ASSIGNED TASK: For the string "payload", find every matching line in the records and copy it.

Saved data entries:
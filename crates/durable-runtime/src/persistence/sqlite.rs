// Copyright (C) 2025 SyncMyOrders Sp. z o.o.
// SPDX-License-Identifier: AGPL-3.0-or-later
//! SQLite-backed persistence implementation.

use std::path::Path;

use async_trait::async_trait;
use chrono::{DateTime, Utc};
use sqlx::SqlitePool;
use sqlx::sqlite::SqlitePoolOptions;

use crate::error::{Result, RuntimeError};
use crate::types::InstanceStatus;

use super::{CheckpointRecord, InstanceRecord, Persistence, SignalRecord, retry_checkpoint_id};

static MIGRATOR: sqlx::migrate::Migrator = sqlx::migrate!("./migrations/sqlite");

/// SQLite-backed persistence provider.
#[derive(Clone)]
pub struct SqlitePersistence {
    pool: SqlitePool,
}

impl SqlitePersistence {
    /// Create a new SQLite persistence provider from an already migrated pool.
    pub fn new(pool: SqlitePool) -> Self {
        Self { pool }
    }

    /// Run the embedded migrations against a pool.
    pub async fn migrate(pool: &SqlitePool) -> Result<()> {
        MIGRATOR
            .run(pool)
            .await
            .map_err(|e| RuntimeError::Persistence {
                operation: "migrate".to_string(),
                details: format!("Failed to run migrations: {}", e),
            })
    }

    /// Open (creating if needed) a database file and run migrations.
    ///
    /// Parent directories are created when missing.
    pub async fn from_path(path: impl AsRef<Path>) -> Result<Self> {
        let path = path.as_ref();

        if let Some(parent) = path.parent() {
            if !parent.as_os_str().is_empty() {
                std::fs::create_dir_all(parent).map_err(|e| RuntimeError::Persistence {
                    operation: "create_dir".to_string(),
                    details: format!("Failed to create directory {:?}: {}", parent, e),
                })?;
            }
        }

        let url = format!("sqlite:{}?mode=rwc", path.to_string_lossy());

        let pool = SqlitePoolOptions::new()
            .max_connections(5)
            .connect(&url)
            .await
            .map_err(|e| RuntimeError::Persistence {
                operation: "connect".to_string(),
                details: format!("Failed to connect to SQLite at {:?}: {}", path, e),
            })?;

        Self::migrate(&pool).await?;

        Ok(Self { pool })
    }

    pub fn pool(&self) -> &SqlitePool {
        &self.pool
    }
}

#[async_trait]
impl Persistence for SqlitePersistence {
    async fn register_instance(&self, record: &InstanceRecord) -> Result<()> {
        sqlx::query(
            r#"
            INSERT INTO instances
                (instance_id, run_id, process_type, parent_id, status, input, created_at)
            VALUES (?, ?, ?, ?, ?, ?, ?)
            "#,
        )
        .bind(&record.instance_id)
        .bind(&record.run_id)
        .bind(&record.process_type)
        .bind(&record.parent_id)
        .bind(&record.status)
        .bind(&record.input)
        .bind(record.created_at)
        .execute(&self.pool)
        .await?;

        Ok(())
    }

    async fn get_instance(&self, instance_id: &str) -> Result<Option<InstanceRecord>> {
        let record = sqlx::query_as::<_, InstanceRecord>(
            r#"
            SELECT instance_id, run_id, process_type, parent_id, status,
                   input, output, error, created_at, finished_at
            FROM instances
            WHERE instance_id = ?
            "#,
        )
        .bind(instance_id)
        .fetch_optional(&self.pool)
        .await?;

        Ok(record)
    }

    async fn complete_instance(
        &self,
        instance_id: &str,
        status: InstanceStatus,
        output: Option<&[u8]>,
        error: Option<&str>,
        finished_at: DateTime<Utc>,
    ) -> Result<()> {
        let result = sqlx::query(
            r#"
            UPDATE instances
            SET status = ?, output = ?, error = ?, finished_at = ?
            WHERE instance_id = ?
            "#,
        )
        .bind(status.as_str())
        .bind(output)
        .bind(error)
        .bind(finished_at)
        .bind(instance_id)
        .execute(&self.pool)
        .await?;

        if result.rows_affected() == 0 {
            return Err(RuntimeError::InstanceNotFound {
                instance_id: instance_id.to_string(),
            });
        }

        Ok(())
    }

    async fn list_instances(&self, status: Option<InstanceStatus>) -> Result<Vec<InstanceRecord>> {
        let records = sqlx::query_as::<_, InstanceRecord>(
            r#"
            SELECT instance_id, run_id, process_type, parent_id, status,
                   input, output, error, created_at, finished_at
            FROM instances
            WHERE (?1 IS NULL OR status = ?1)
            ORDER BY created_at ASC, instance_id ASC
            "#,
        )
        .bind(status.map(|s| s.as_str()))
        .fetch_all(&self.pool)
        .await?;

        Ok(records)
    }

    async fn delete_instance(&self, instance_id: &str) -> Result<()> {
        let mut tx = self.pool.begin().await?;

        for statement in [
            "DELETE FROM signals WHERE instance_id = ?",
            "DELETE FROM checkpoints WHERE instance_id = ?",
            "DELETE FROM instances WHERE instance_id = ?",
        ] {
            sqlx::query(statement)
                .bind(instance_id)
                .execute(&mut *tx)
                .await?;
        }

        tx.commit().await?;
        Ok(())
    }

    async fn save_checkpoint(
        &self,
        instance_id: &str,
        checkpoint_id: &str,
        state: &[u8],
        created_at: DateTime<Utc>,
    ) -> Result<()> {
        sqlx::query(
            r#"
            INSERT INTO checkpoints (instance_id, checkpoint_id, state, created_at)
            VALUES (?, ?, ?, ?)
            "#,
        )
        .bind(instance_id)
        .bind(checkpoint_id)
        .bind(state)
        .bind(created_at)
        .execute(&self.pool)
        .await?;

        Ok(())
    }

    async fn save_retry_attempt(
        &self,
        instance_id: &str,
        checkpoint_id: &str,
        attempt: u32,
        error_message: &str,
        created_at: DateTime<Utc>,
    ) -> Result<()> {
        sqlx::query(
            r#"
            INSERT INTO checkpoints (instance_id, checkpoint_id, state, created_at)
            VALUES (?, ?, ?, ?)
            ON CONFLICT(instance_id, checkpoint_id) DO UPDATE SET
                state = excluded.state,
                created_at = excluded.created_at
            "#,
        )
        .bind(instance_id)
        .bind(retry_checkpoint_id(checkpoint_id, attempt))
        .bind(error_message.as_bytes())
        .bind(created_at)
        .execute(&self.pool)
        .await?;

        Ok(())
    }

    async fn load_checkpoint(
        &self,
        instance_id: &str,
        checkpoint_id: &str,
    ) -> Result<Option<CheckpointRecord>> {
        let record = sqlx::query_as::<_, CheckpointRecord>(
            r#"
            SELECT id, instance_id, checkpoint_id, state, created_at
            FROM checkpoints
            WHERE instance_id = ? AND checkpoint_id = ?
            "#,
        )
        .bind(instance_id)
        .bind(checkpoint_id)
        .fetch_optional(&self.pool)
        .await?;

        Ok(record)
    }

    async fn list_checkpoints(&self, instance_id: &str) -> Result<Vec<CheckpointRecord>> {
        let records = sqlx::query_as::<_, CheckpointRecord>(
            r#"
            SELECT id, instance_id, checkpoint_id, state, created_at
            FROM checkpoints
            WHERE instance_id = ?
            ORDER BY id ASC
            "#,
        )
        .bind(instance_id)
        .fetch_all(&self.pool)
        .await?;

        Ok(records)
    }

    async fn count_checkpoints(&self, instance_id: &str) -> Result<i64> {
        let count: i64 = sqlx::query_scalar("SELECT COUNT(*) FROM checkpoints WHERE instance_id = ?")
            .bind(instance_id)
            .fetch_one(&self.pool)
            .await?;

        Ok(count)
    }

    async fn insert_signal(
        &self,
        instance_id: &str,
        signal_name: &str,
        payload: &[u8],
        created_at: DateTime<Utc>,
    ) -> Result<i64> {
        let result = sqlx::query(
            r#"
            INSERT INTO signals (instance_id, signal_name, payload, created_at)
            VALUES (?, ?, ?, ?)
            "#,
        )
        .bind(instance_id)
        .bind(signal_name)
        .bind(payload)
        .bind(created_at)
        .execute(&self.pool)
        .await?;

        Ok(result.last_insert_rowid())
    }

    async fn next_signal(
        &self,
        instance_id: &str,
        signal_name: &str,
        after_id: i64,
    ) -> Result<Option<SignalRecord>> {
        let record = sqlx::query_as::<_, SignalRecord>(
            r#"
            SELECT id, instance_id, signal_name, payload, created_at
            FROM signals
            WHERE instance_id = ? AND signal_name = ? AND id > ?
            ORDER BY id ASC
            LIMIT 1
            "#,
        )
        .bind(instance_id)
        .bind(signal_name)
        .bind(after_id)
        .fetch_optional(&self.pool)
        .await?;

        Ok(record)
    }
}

ANSWER SECTION:
        payload: &[u8],
            INSERT INTO signals (instance_id, signal_name, payload, created_at)
        .bind(payload)
            SELECT id, instance_id, signal_name, payload, created_at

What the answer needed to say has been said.